STOCK TITAN

TPG insiders hold >60% Class A; Peppertree acquisition and executive RSUs disclosed

Filing Impact
(Neutral)
Filing Sentiment
(Neutral)
Form Type
SCHEDULE 13D/A

Rhea-AI Filing Summary

TPG GP A, James G. Coulter and Jon Winkelried report consolidated beneficial ownership exceeding 60% of TPG Inc.'s Class A shares. The filing states 225,077,574 Class A shares are deemed beneficially owned by TPG GP A (approximately 60.6%) with Mr. Coulter and Mr. Winkelried reported as beneficial owners of approximately 61.2% and 60.8%, respectively, based on a stated total of 371,265,314 Class A shares.

The filing discloses the July 1, 2025 acquisition of Peppertree, which included issuance of 5,372,330 Common Units and equal shares of Class B stock and an earnout of up to $300.0 million.
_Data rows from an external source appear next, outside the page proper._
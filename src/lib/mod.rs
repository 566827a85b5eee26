//! Structural and semantic validation of GeoJSON (RFC 7946).
//!
//! The validator works on already-parsed [`serde_json::Value`]s and reports
//! every problem it finds as a [`ValidationIssue`] with a path into the
//! document, instead of stopping at the first one.
//!
//! ```
//! use geoschema::{validate, ObjectType};
//! use serde_json::json;
//!
//! let collection = json!({
//!     "type": "FeatureCollection",
//!     "features": [
//!         {"type": "Feature", "geometry": {"type": "Point", "coordinates": [200, 0]}, "properties": null},
//!         {"geometry": null, "properties": null}
//!     ]
//! });
//! let result = validate(&collection, Some(ObjectType::FeatureCollection));
//! assert!(!result.is_valid());
//! let paths: Vec<String> = result.issues().iter().map(|i| i.path().to_string()).collect();
//! assert_eq!(paths, ["/features/0/geometry/coordinates", "/features/1"]);
//! ```

pub mod config;
pub mod geo;
pub mod geojson;
pub mod issue;
pub mod seq;
pub mod types;
mod validator;

#[cfg(test)]
mod test_helpers;

pub use self::config::{ConfigError, ValidatorConfig};
pub use self::geojson::{load, Feature, FeatureCollection, FeatureId, GeoJson, Geometry, LoadError};
pub use self::issue::{IssueKind, Path, PathSegment, Severity, ValidationIssue, ValidationResult};
pub use self::types::{GeometryType, ObjectType};
pub use self::validator::{validate, Validator};
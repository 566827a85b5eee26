use geo::algorithm::bounding_rect::BoundingRect;
use geo::algorithm::winding_order::Winding;
use geo_types::{Geometry, LineString, Rect};
use serde::{Deserialize, Serialize};
use std::fmt;
use thiserror::Error;

#[derive(Error, PartialEq, Debug, Clone, Copy)]
pub enum RangeError {
    #[error("longitude {0} is outside [-180, 180]")]
    Longitude(f64),
    #[error("latitude {0} is outside [-90, 90]")]
    Latitude(f64),
}

pub fn validate_longitude(lon: f64) -> Result<f64, RangeError> {
    if (-180.0..=180.0).contains(&lon) {
        Ok(lon)
    } else {
        Err(RangeError::Longitude(lon))
    }
}

pub fn validate_latitude(lat: f64) -> Result<f64, RangeError> {
    if (-90.0..=90.0).contains(&lat) {
        Ok(lat)
    } else {
        Err(RangeError::Latitude(lat))
    }
}

/// Wrap a longitude into [-180, 180]; values already in range are untouched.
pub fn wrap_longitude(lon: f64) -> f64 {
    if (-180.0..=180.0).contains(&lon) || !lon.is_finite() {
        return lon;
    }
    (lon + 180.0).rem_euclid(360.0) - 180.0
}

/// Running per-axis minimum and maximum of positions, up to three axes.
#[derive(PartialEq, Debug, Clone, Default)]
pub struct Extent {
    min: [f64; 3],
    max: [f64; 3],
    dims: Option<(usize, usize)>,
}

impl Extent {
    pub fn from_position(position: &[f64]) -> Self {
        let mut extent = Extent::default();
        extent.include(position);
        extent
    }

    pub fn include(&mut self, position: &[f64]) {
        let len = position.len().min(3);
        match self.dims {
            None => {
                self.min = [f64::INFINITY; 3];
                self.max = [f64::NEG_INFINITY; 3];
                self.dims = Some((len, len));
            }
            Some((lo, hi)) => self.dims = Some((lo.min(len), hi.max(len))),
        }
        for (axis, value) in position.iter().take(3).enumerate() {
            self.min[axis] = self.min[axis].min(*value);
            self.max[axis] = self.max[axis].max(*value);
        }
    }

    pub fn merge(&mut self, other: &Extent) {
        let (lo, hi) = match other.dims {
            Some(dims) => dims,
            None => return,
        };
        self.dims = Some(match self.dims {
            None => {
                self.min = other.min;
                self.max = other.max;
                (lo, hi)
            }
            Some((self_lo, self_hi)) => {
                for axis in 0..3 {
                    self.min[axis] = self.min[axis].min(other.min[axis]);
                    self.max[axis] = self.max[axis].max(other.max[axis]);
                }
                (self_lo.min(lo), self_hi.max(hi))
            }
        });
    }

    pub fn is_empty(&self) -> bool {
        self.dims.is_none()
    }

    /// The dimension shared by every included position; `None` if empty or mixed.
    pub fn dimension(&self) -> Option<usize> {
        match self.dims {
            Some((lo, hi)) if lo == hi => Some(lo),
            _ => None,
        }
    }

    /// Number of axes present in every included position.
    pub fn common_axes(&self) -> usize {
        self.dims.map_or(0, |(lo, _)| lo)
    }

    pub fn min(&self, axis: usize) -> f64 {
        self.min[axis]
    }

    pub fn max(&self, axis: usize) -> f64 {
        self.max[axis]
    }
}

#[derive(PartialEq, Debug, Clone, Copy)]
pub enum Orientation {
    Clockwise,
    CounterClockwise,
}

impl fmt::Display for Orientation {
    fn fmt(&self, f: &mut fmt::Formatter<'_>) -> fmt::Result {
        match self {
            Orientation::Clockwise => f.write_str("clockwise"),
            Orientation::CounterClockwise => f.write_str("counterclockwise"),
        }
    }
}

/// Orientation of a closed ring in the lon/lat plane; `None` for degenerate rings.
pub fn ring_orientation(ring: &[Vec<f64>]) -> Option<Orientation> {
    let coordinates: Vec<(f64, f64)> = ring
        .iter()
        .filter(|position| position.len() >= 2)
        .map(|position| (position[0], position[1]))
        .collect();
    let line_string: LineString<f64> = coordinates.into();
    if line_string.is_ccw() {
        Some(Orientation::CounterClockwise)
    } else if line_string.is_cw() {
        Some(Orientation::Clockwise)
    } else {
        None
    }
}

#[derive(Serialize, Deserialize, PartialEq, Debug, Clone, Copy)]
pub struct Bounds {
    pub w: f64,
    pub s: f64,
    pub e: f64,
    pub n: f64,
}

impl Bounds {
    pub fn merge(self, other: Bounds) -> Bounds {
        Bounds {
            w: self.w.min(other.w),
            s: self.s.min(other.s),
            e: self.e.max(other.e),
            n: self.n.max(other.n),
        }
    }
}

impl From<Rect<f64>> for Bounds {
    fn from(rect: Rect<f64>) -> Self {
        Bounds {
            w: rect.min().x,
            s: rect.min().y,
            e: rect.max().x,
            n: rect.max().y,
        }
    }
}

/// GeoJSON bbox order: west, south, east, north.
impl From<Bounds> for [f64; 4] {
    fn from(bounds: Bounds) -> Self {
        [bounds.w, bounds.s, bounds.e, bounds.n]
    }
}

pub fn merge_bounds(bounds: impl IntoIterator<Item = Option<Bounds>>) -> Option<Bounds> {
    bounds
        .into_iter()
        .flatten()
        .fold(None, |acc: Option<Bounds>, b| {
            Some(acc.map_or(b, |acc| acc.merge(b)))
        })
}

pub fn get_bounds(geometry: &Geometry<f64>) -> Option<Bounds> {
    let rect = match geometry {
        Geometry::Point(p) => {
            return Some(Bounds {
                w: p.x(),
                s: p.y(),
                e: p.x(),
                n: p.y(),
            })
        }
        Geometry::MultiPoint(mp) => mp.bounding_rect(),
        Geometry::LineString(ls) => ls.bounding_rect(),
        Geometry::MultiLineString(mls) => mls.bounding_rect(),
        Geometry::Polygon(p) => p.bounding_rect(),
        Geometry::MultiPolygon(mp) => mp.bounding_rect(),
        Geometry::GeometryCollection(gc) => return merge_bounds(gc.0.iter().map(get_bounds)),
        _ => None,
    }?;
    Some(rect.into())
}
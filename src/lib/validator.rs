use super::config::ValidatorConfig;
use super::geo::{
    ring_orientation, validate_latitude, validate_longitude, wrap_longitude, Extent, Orientation,
};
use super::issue::{IssueKind, Path, Severity, ValidationIssue, ValidationResult};
use super::types::{GeometryType, ObjectType};
use serde_json::{Map, Value};
use std::fmt;
use tracing::{debug, trace};

/// Which tags are acceptable for the object being checked.
#[derive(Clone, Copy)]
enum Expect {
    Any,
    Geometry,
    Only(ObjectType),
}

impl Expect {
    fn accepts(self, tag: ObjectType) -> bool {
        match self {
            Expect::Any => true,
            Expect::Geometry => tag.is_geometry(),
            Expect::Only(expected) => tag == expected,
        }
    }
}

impl fmt::Display for Expect {
    fn fmt(&self, f: &mut fmt::Formatter<'_>) -> fmt::Result {
        match self {
            Expect::Any => f.write_str("a GeoJSON object"),
            Expect::Geometry => f.write_str("a geometry"),
            Expect::Only(tag) => write!(f, "{}", tag),
        }
    }
}

fn json_kind(value: &Value) -> &'static str {
    match value {
        Value::Null => "null",
        Value::Bool(_) => "boolean",
        Value::Number(_) => "number",
        Value::String(_) => "string",
        Value::Array(_) => "array",
        Value::Object(_) => "object",
    }
}

#[derive(Default)]
struct Report {
    issues: Vec<ValidationIssue>,
}

impl Report {
    fn push(&mut self, path: &Path, severity: Severity, kind: IssueKind, message: impl Into<String>) {
        self.issues
            .push(ValidationIssue::new(path.clone(), severity, kind, message));
    }

    fn error(&mut self, path: &Path, kind: IssueKind, message: impl Into<String>) {
        self.push(path, Severity::Error, kind, message);
    }

    fn warning(&mut self, path: &Path, message: impl Into<String>) {
        self.push(path, Severity::Warning, IssueKind::Semantic, message);
    }

    fn append(&mut self, other: Report) {
        self.issues.extend(other.issues);
    }
}

/// Issues of individual members, emitted in the order the members appear in the document.
struct Members<'a> {
    object: &'a Map<String, Value>,
    sections: Vec<(usize, Report)>,
}

impl<'a> Members<'a> {
    fn new(object: &'a Map<String, Value>) -> Self {
        Members {
            object,
            sections: vec![],
        }
    }

    fn add(&mut self, key: &str, report: Report) {
        let position = self
            .object
            .keys()
            .position(|k| k == key)
            .unwrap_or(usize::MAX);
        self.sections.push((position, report));
    }

    fn flush(mut self, report: &mut Report) {
        self.sections.sort_by_key(|(position, _)| *position);
        for (_, section) in self.sections {
            report.append(section);
        }
    }
}

/// Recursive-descent GeoJSON validator.
///
/// A validator holds only its configuration; every call builds its own issue
/// list, so one instance can be shared freely between threads.
///
/// ```
/// use geoschema::{ObjectType, Validator, ValidatorConfig};
/// use serde_json::json;
///
/// let validator = Validator::new(ValidatorConfig::default());
/// let point = json!({"type": "Point", "coordinates": [-115.81, 37.24]});
/// assert!(validator.validate(&point, Some(ObjectType::Point)).is_valid());
/// assert!(!validator.validate(&point, Some(ObjectType::Feature)).is_valid());
/// ```
#[derive(Debug, Clone, Default)]
pub struct Validator {
    config: ValidatorConfig,
}
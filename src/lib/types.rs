use serde::{Deserialize, Serialize};
use std::fmt;
use std::str::FromStr;
use thiserror::Error;

#[derive(Serialize, Deserialize, PartialEq, Eq, Hash, Debug, Clone, Copy)]
pub enum GeometryType {
    Point,
    MultiPoint,
    LineString,
    MultiLineString,
    Polygon,
    MultiPolygon,
    GeometryCollection,
}

impl GeometryType {
    pub const ALL: [GeometryType; 7] = [
        GeometryType::Point,
        GeometryType::MultiPoint,
        GeometryType::LineString,
        GeometryType::MultiLineString,
        GeometryType::Polygon,
        GeometryType::MultiPolygon,
        GeometryType::GeometryCollection,
    ];

    pub fn as_str(self) -> &'static str {
        match self {
            GeometryType::Point => "Point",
            GeometryType::MultiPoint => "MultiPoint",
            GeometryType::LineString => "LineString",
            GeometryType::MultiLineString => "MultiLineString",
            GeometryType::Polygon => "Polygon",
            GeometryType::MultiPolygon => "MultiPolygon",
            GeometryType::GeometryCollection => "GeometryCollection",
        }
    }
}

/// The tag of any GeoJSON object: a geometry, a `Feature` or a `FeatureCollection`.
#[derive(Serialize, Deserialize, PartialEq, Eq, Hash, Debug, Clone, Copy)]
pub enum ObjectType {
    Point,
    MultiPoint,
    LineString,
    MultiLineString,
    Polygon,
    MultiPolygon,
    GeometryCollection,
    Feature,
    FeatureCollection,
}

impl ObjectType {
    pub fn as_geometry(self) -> Option<GeometryType> {
        let geometry = match self {
            ObjectType::Point => GeometryType::Point,
            ObjectType::MultiPoint => GeometryType::MultiPoint,
            ObjectType::LineString => GeometryType::LineString,
            ObjectType::MultiLineString => GeometryType::MultiLineString,
            ObjectType::Polygon => GeometryType::Polygon,
            ObjectType::MultiPolygon => GeometryType::MultiPolygon,
            ObjectType::GeometryCollection => GeometryType::GeometryCollection,
            ObjectType::Feature | ObjectType::FeatureCollection => return None,
        };
        Some(geometry)
    }

    pub fn is_geometry(self) -> bool {
        self.as_geometry().is_some()
    }

    pub fn as_str(self) -> &'static str {
        match self {
            ObjectType::Feature => "Feature",
            ObjectType::FeatureCollection => "FeatureCollection",
            other => other.as_geometry().map_or("", GeometryType::as_str),
        }
    }
}

impl From<GeometryType> for ObjectType {
    fn from(geometry: GeometryType) -> Self {
        match geometry {
            GeometryType::Point => ObjectType::Point,
            GeometryType::MultiPoint => ObjectType::MultiPoint,
            GeometryType::LineString => ObjectType::LineString,
            GeometryType::MultiLineString => ObjectType::MultiLineString,
            GeometryType::Polygon => ObjectType::Polygon,
            GeometryType::MultiPolygon => ObjectType::MultiPolygon,
            GeometryType::GeometryCollection => ObjectType::GeometryCollection,
        }
    }
}

#[derive(Error, PartialEq, Debug, Clone)]
#[error("unknown type \"{0}\"")]
pub struct UnknownType(pub String);

impl FromStr for GeometryType {
    type Err = UnknownType;

    fn from_str(s: &str) -> Result<Self, Self::Err> {
        GeometryType::ALL
            .iter()
            .copied()
            .find(|geometry| geometry.as_str() == s)
            .ok_or_else(|| UnknownType(s.to_string()))
    }
}

impl FromStr for ObjectType {
    type Err = UnknownType;

    fn from_str(s: &str) -> Result<Self, Self::Err> {
        match s {
            "Feature" => Ok(ObjectType::Feature),
            "FeatureCollection" => Ok(ObjectType::FeatureCollection),
            other => other.parse::<GeometryType>().map(ObjectType::from),
        }
    }
}

impl fmt::Display for GeometryType {
    fn fmt(&self, f: &mut fmt::Formatter<'_>) -> fmt::Result {
        f.write_str(self.as_str())
    }
}

impl fmt::Display for ObjectType {
    fn fmt(&self, f: &mut fmt::Formatter<'_>) -> fmt::Result {
        f.write_str(self.as_str())
    }
}
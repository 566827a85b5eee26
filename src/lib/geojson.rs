use super::config::ValidatorConfig;
use super::geo::{get_bounds, merge_bounds, Bounds};
use super::issue::ValidationResult;
use super::types::{GeometryType, ObjectType};
use super::validator::Validator;
use geo_types::{
    Geometry as GeoGeometry, GeometryCollection as GeoGeometryCollection, LineString,
    MultiLineString, MultiPoint, MultiPolygon, Point, Polygon,
};
use serde::{Deserialize, Serialize};
use serde_json::{Map, Number, Value};
use thiserror::Error;

pub type Position = Vec<f64>;

#[derive(Serialize, Deserialize, PartialEq, Debug, Clone)]
#[serde(tag = "type")]
pub enum Geometry {
    Point { coordinates: Position },
    MultiPoint { coordinates: Vec<Position> },
    LineString { coordinates: Vec<Position> },
    MultiLineString { coordinates: Vec<Vec<Position>> },
    Polygon { coordinates: Vec<Vec<Position>> },
    MultiPolygon { coordinates: Vec<Vec<Vec<Position>>> },
    GeometryCollection { geometries: Vec<Geometry> },
}

#[derive(Serialize, Deserialize, PartialEq, Debug, Clone)]
#[serde(untagged)]
pub enum FeatureId {
    String(String),
    Number(Number),
}

#[derive(Serialize, Deserialize, PartialEq, Debug, Clone)]
#[serde(tag = "type")]
pub struct Feature {
    #[serde(default, skip_serializing_if = "Option::is_none")]
    pub id: Option<FeatureId>,
    pub geometry: Option<Geometry>,
    pub properties: Option<Map<String, Value>>,
}

#[derive(Serialize, Deserialize, PartialEq, Debug, Clone)]
#[serde(tag = "type")]
pub struct FeatureCollection {
    pub features: Vec<Feature>,
}

#[derive(Serialize, PartialEq, Debug, Clone)]
#[serde(untagged)]
pub enum GeoJson {
    Geometry(Geometry),
    Feature(Feature),
    FeatureCollection(FeatureCollection),
}

#[derive(Debug, Error)]
pub enum LoadError {
    #[error("invalid GeoJSON document:\n{0}")]
    Invalid(ValidationResult),
    #[error("unable to deserialize GeoJSON document: {0}")]
    Deserialize(#[from] serde_json::Error),
}

fn xy(position: &[f64]) -> Option<(f64, f64)> {
    match position {
        [x, y, ..] => Some((*x, *y)),
        _ => None,
    }
}

fn to_line_string(positions: &[Position]) -> LineString<f64> {
    positions
        .iter()
        .filter_map(|p| xy(p))
        .collect::<Vec<_>>()
        .into()
}

fn to_polygon(rings: &[Vec<Position>]) -> Polygon<f64> {
    let mut rings = rings.iter().map(|ring| to_line_string(ring));
    let exterior = rings.next().unwrap_or_else(|| LineString(vec![]));
    Polygon::new(exterior, rings.collect())
}

impl Geometry {
    pub fn geometry_type(&self) -> GeometryType {
        match self {
            Geometry::Point { .. } => GeometryType::Point,
            Geometry::MultiPoint { .. } => GeometryType::MultiPoint,
            Geometry::LineString { .. } => GeometryType::LineString,
            Geometry::MultiLineString { .. } => GeometryType::MultiLineString,
            Geometry::Polygon { .. } => GeometryType::Polygon,
            Geometry::MultiPolygon { .. } => GeometryType::MultiPolygon,
            Geometry::GeometryCollection { .. } => GeometryType::GeometryCollection,
        }
    }

    /// Planar geometry over the first two axes of every position; altitude is dropped.
    ///
    /// Positions with fewer than two axes are skipped; a `Point` without them has no
    /// planar counterpart. Anything returned by [`load`] converts completely.
    pub fn to_geo(&self) -> Option<GeoGeometry<f64>> {
        let geometry: GeoGeometry<f64> = match self {
            Geometry::Point { coordinates } => {
                let (x, y) = xy(coordinates)?;
                Point::new(x, y).into()
            }
            Geometry::MultiPoint { coordinates } => {
                let points: Vec<(f64, f64)> = coordinates.iter().filter_map(|p| xy(p)).collect();
                MultiPoint::from(points).into()
            }
            Geometry::LineString { coordinates } => to_line_string(coordinates).into(),
            Geometry::MultiLineString { coordinates } => {
                MultiLineString(coordinates.iter().map(|ls| to_line_string(ls)).collect()).into()
            }
            Geometry::Polygon { coordinates } => to_polygon(coordinates).into(),
            Geometry::MultiPolygon { coordinates } => {
                MultiPolygon(coordinates.iter().map(|p| to_polygon(p)).collect()).into()
            }
            Geometry::GeometryCollection { geometries } => {
                GeoGeometry::GeometryCollection(GeoGeometryCollection(
                    geometries.iter().filter_map(Geometry::to_geo).collect(),
                ))
            }
        };
        Some(geometry)
    }

    /// `[west, south, east, north]`, or `None` for an empty geometry.
    pub fn bbox(&self) -> Option<[f64; 4]> {
        self.bounds().map(Into::into)
    }

    fn bounds(&self) -> Option<Bounds> {
        get_bounds(&self.to_geo()?)
    }
}

impl Feature {
    /// Property names in document order, or sorted.
    pub fn property_keys(&self, sort: bool) -> Vec<&str> {
        let mut keys: Vec<&str> = self
            .properties
            .iter()
            .flat_map(|properties| properties.keys())
            .map(String::as_str)
            .collect();
        if sort {
            keys.sort_unstable();
        }
        keys
    }

    pub fn bbox(&self) -> Option<[f64; 4]> {
        self.bounds().map(Into::into)
    }

    fn bounds(&self) -> Option<Bounds> {
        self.geometry.as_ref().and_then(Geometry::bounds)
    }
}

impl FeatureCollection {
    pub fn bbox(&self) -> Option<[f64; 4]> {
        merge_bounds(self.features.iter().map(Feature::bounds)).map(Into::into)
    }

    /// Features `offset..offset + limit` and the total number of features.
    pub fn page(&self, offset: usize, limit: usize) -> (FeatureCollection, usize) {
        let total = self.features.len();
        let features = self
            .features
            .iter()
            .skip(offset)
            .take(limit)
            .cloned()
            .collect();
        (FeatureCollection { features }, total)
    }
}

impl GeoJson {
    pub fn object_type(&self) -> ObjectType {
        match self {
            GeoJson::Geometry(geometry) => geometry.geometry_type().into(),
            GeoJson::Feature(_) => ObjectType::Feature,
            GeoJson::FeatureCollection(_) => ObjectType::FeatureCollection,
        }
    }

    pub fn bbox(&self) -> Option<[f64; 4]> {
        match self {
            GeoJson::Geometry(geometry) => geometry.bbox(),
            GeoJson::Feature(feature) => feature.bbox(),
            GeoJson::FeatureCollection(collection) => collection.bbox(),
        }
    }
}

/// Validate `document` and, if it has no errors, convert it into the typed model.
///
/// `bbox` and foreign members are not carried over; use [`GeoJson::bbox`] to
/// compute the bounds of the loaded object.
///
/// ```
/// use geoschema::{load, GeoJson, ValidatorConfig};
/// use serde_json::json;
///
/// let doc = json!({"type": "Point", "coordinates": [-115.81, 37.24]});
/// let geojson = load(doc, &ValidatorConfig::default()).unwrap();
/// assert_eq!(geojson.bbox(), Some([-115.81, 37.24, -115.81, 37.24]));
/// ```
pub fn load(document: Value, config: &ValidatorConfig) -> Result<GeoJson, LoadError> {
    let result = Validator::new(config.clone()).validate(&document, None);
    if !result.is_valid() {
        return Err(LoadError::Invalid(result));
    }
    let tag = document
        .get("type")
        .and_then(Value::as_str)
        .and_then(|tag| tag.parse::<ObjectType>().ok());
    let geojson = match tag {
        Some(ObjectType::Feature) => GeoJson::Feature(serde_json::from_value(document)?),
        Some(ObjectType::FeatureCollection) => {
            GeoJson::FeatureCollection(serde_json::from_value(document)?)
        }
        _ => GeoJson::Geometry(serde_json::from_value(document)?),
    };
    Ok(geojson)
}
It also reports a Q3 2025 Exchange that converted 5,153,040 Common Units into Class A shares, a bona fide gift by Mr. Coulter of 200,000 Class A shares to charity, and a long-term equity award granted to Mr. Coulter consisting of 321,389 RSUs and 482,083 PRSUs subject to multi-year service and market-price hurdles.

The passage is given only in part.